══ Given data

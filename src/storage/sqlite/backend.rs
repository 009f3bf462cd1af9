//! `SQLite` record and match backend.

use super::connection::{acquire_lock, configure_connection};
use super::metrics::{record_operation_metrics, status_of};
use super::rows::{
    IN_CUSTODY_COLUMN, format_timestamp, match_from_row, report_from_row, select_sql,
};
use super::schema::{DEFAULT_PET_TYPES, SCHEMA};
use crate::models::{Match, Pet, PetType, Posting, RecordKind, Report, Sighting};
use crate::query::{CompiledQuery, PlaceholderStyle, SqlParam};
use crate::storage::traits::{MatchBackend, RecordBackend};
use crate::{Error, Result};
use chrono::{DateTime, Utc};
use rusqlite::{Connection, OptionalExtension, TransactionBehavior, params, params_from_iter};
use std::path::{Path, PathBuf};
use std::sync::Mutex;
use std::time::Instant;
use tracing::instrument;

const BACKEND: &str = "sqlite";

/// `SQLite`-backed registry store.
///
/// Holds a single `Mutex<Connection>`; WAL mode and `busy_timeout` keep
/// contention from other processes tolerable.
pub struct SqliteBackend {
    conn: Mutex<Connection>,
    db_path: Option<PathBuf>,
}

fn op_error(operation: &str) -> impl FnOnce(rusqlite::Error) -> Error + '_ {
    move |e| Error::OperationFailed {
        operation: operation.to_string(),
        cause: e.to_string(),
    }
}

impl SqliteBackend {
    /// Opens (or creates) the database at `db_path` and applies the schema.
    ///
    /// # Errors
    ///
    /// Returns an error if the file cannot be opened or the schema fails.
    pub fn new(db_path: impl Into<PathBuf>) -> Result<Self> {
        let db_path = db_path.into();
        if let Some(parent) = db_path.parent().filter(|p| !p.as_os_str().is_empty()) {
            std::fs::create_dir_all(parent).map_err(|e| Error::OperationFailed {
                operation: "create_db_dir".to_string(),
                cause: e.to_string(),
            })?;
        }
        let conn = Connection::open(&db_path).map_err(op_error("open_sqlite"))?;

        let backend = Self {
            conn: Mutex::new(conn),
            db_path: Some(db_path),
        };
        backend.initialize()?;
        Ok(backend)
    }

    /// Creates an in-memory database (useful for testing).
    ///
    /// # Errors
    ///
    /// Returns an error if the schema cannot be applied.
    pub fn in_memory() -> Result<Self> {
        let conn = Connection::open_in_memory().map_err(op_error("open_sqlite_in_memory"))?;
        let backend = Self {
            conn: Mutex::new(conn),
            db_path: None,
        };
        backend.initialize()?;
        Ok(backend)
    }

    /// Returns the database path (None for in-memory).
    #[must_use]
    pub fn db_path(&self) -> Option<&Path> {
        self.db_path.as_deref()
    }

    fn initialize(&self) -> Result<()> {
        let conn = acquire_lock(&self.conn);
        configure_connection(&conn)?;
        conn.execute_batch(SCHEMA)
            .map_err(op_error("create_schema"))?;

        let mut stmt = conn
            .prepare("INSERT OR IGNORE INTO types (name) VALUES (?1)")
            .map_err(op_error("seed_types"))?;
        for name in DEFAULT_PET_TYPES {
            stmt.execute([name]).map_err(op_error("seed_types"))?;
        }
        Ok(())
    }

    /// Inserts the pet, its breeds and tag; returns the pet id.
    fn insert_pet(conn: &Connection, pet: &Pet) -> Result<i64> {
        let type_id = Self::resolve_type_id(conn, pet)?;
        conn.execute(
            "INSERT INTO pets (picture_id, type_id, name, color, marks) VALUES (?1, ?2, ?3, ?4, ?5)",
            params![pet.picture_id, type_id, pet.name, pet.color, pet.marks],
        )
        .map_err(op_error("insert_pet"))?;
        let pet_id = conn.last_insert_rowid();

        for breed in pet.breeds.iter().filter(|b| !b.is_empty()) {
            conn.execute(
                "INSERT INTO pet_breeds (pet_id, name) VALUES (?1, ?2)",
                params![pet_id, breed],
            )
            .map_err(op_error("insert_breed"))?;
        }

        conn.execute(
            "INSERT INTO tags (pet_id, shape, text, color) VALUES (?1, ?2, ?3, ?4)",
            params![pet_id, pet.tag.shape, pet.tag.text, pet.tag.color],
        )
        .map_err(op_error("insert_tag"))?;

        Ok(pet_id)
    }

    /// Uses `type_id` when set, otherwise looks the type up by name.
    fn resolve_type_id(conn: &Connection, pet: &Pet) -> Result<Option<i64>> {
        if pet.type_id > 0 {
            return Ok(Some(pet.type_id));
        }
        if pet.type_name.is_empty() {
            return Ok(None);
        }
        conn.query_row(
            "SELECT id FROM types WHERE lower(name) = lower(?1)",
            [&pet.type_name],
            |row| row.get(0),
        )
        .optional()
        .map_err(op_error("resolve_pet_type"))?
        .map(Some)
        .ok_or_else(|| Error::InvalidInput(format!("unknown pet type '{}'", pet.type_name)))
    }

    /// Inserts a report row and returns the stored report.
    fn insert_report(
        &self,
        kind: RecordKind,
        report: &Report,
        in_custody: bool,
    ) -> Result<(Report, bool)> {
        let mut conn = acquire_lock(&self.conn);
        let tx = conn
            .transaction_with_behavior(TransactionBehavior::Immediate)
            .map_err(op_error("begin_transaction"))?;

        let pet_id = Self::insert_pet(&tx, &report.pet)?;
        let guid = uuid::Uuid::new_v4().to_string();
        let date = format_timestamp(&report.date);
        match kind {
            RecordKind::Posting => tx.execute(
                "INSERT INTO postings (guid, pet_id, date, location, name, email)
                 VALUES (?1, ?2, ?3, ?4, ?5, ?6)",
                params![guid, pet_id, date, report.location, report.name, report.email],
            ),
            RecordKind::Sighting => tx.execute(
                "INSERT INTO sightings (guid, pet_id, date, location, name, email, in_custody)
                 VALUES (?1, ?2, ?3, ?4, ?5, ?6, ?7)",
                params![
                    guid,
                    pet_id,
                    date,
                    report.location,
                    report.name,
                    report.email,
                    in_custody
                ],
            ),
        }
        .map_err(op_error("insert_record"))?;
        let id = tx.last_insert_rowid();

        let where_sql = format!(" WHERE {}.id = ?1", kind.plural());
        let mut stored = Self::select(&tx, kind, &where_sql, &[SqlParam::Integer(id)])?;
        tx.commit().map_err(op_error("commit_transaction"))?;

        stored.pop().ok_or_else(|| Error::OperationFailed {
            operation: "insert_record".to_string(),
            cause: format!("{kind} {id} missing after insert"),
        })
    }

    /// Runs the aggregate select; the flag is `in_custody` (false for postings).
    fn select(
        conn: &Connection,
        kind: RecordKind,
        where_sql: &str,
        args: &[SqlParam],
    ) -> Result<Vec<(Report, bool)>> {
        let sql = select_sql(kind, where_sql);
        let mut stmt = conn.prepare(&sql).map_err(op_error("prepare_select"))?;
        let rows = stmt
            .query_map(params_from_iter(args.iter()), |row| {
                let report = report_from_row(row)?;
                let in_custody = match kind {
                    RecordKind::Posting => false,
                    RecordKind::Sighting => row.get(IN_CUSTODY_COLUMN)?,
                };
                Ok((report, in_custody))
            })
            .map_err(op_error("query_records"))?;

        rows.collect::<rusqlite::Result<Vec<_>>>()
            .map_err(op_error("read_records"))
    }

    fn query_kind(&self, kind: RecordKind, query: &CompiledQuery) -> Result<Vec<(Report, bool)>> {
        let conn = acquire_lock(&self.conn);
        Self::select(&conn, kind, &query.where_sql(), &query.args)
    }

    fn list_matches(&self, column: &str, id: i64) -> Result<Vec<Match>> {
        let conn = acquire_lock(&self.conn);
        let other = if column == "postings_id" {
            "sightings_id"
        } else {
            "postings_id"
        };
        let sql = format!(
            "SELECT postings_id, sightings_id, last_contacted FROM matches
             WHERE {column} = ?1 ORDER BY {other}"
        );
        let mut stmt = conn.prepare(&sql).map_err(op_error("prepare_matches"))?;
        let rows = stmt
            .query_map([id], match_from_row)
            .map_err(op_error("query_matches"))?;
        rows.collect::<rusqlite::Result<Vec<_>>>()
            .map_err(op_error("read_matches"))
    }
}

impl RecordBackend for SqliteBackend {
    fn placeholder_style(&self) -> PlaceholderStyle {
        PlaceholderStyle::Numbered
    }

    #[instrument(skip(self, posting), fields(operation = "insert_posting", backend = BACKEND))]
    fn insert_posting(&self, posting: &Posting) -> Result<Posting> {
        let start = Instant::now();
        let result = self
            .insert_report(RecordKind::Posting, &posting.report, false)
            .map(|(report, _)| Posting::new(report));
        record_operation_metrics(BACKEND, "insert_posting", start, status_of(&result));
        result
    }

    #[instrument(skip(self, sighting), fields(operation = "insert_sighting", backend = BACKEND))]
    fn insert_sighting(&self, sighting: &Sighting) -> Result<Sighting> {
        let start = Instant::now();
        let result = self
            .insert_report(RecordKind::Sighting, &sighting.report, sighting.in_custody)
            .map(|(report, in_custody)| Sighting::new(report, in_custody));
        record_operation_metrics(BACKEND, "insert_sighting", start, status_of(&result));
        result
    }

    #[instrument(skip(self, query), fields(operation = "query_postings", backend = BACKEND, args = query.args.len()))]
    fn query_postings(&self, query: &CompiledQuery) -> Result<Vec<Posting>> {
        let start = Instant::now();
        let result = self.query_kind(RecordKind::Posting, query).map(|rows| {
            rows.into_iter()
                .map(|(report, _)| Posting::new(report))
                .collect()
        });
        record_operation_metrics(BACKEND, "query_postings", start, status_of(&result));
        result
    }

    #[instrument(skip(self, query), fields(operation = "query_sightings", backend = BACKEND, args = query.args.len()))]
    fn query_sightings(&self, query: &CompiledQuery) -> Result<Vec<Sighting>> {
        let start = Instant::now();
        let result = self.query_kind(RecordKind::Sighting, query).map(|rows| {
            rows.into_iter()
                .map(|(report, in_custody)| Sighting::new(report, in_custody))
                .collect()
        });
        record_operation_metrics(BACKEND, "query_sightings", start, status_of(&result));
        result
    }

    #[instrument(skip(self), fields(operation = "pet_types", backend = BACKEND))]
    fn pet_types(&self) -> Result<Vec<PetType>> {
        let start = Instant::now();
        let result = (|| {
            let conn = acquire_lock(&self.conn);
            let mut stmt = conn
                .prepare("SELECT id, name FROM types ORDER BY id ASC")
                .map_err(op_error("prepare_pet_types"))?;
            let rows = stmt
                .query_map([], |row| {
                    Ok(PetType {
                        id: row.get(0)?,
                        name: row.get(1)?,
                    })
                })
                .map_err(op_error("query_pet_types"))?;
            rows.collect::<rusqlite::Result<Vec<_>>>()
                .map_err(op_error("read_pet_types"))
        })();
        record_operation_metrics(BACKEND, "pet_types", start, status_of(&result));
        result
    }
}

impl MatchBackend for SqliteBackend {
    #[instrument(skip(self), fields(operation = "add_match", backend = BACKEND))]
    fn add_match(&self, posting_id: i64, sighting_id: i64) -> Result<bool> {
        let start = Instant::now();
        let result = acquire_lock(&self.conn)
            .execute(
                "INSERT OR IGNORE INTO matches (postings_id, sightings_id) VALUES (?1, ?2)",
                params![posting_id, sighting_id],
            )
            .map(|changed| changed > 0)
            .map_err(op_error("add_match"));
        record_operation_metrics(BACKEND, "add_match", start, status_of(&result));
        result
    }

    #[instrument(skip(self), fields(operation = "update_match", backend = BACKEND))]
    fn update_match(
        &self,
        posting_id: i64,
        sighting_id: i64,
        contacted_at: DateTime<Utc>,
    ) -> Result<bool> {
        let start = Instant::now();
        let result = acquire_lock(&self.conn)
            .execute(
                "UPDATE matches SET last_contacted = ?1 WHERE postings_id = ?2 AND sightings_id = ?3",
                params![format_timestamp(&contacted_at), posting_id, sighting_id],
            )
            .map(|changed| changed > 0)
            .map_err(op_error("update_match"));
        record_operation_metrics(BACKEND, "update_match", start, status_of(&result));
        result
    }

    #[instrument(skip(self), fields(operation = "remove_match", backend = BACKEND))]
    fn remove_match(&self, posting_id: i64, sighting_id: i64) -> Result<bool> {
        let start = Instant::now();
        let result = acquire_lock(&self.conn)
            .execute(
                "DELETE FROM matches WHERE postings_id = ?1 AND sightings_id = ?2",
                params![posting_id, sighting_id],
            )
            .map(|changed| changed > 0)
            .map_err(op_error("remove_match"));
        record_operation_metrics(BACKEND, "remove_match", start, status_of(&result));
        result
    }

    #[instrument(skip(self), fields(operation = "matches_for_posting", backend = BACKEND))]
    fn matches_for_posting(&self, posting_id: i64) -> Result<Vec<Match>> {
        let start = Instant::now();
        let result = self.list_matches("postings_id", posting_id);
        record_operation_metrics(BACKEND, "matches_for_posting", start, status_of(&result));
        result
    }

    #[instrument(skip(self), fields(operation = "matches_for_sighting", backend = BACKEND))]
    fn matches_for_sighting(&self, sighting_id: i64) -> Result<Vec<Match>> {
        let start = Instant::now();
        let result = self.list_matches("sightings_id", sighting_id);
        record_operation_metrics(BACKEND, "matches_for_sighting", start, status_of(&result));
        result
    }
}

════

> **Problem to solve**:
Select and copy every line of the material that holds the string "rows".

> **Output**:
use super::rows::{
        let rows = stmt
        rows.collect::<rusqlite::Result<Vec<_>>>()
        let rows = stmt
        rows.collect::<rusqlite::Result<Vec<_>>>()
        let result = self.query_kind(RecordKind::Posting, query).map(|rows| {
            rows.into_iter()
        let result = self.query_kind(RecordKind::Sighting, query).map(|rows| {
            rows.into_iter()
            let rows = stmt
            rows.collect::<rusqlite::Result<Vec<_>>>()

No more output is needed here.